The Dutch are annoyed by polarization and mainly surround themselves with like-minded people

AP

NOS News

A large majority of the Dutch are concerned about polarization, especially in politics, the media and on social platforms such as Twitter. They are disturbed by the deteriorated manners and a hardening in the political and public debate that they see.

The Dutch experience less polarization in their own immediate environment. This is because they mainly surround themselves with like-minded people. In addition, they often avoid discussions with friends, family and colleagues about difficult issues in an effort to avoid conflict.

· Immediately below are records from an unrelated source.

#![doc = include_str!("../README.md")]
#![warn(missing_docs)]

pub mod codec;
mod coverage;
mod envelope;
pub mod error;
mod ingest;
mod palette;
mod pixel;
mod pyramid;
mod raster;
pub mod render;
mod source;
mod stats;
pub mod store;

pub use codec::{decode_tile, encode_tile, Compression, EncodedTile, Scale};
pub use coverage::Coverage;
pub use envelope::Envelope;
pub use error::{RastileError, RastileResult};
pub use ingest::{for_each_tile, ingest_section, ingest_source, Section, Tile};
pub use palette::{Palette, PaletteEntry};
pub use pixel::{Pixel, PixelType, Sample, SampleType};
pub use pyramid::{find_matching_resolution, PyramidLevel, ResolutionMatch};
pub use raster::{Georeference, Raster};
pub use render::symbolizer::{
    apply_symbolizer, ColorMap, ColorMapEntry, ContrastEnhancement, MonoBandSymbolizer,
    RasterSymbolizer, TripleBandSymbolizer,
};
pub use render::{
    render_symbolized, render_window, shaded_relief_mask, RenderRequest,
};
pub use source::{MemorySource, RasterSource, SourceInfo};
pub use stats::{BandStatistics, PooledVariance, RasterStatistics};
#[cfg(feature = "sqlite")]
pub use store::SqliteStore;
pub use store::{TileRow, TileStore, TileStoreMut};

This is evident from research by the Social and Cultural Planning Office SCP). Three-quarters of those surveyed believe that disagreements on social issues are on the rise. According to the SCP, scientific research contradicts this impression: there is more agreement on many subjects than people think and differences of opinion are not increasing.

Corona exception

What mainly bothers the Dutch is the harsh tone of the debate, not listening to each other properly and sticking to their own right. People experience that especially small groups with a confrontational style receive a lot of attention in talk shows on TV, among other things.

As mentioned, they try to avoid these kinds of confrontations wherever possible in their own environment, but that becomes more difficult the more they are personally affected by a subject. This concerns, for example, racism, LGBTI rights or nitrogen. Avoidance was also difficult with corona: that affected everyone and discussions about vaccination therefore also caused tension in their own circle.

‘Avoid hostile tone’

The SCP concludes from the study, among other things, that it is important to avoid a harsh and hostile tone towards dissenters in the political debate and to focus on the content. Excessive hostility and the magnification of contradictions “can over time undermine social cohesion and the functioning of democracy,” the agency writes.

On the other hand, both the media and politicians would do well not to place differences of opinion in the corner of polarization too quickly, says the SCP. “After all, there are always differences of opinions and views and they are part of a democracy.”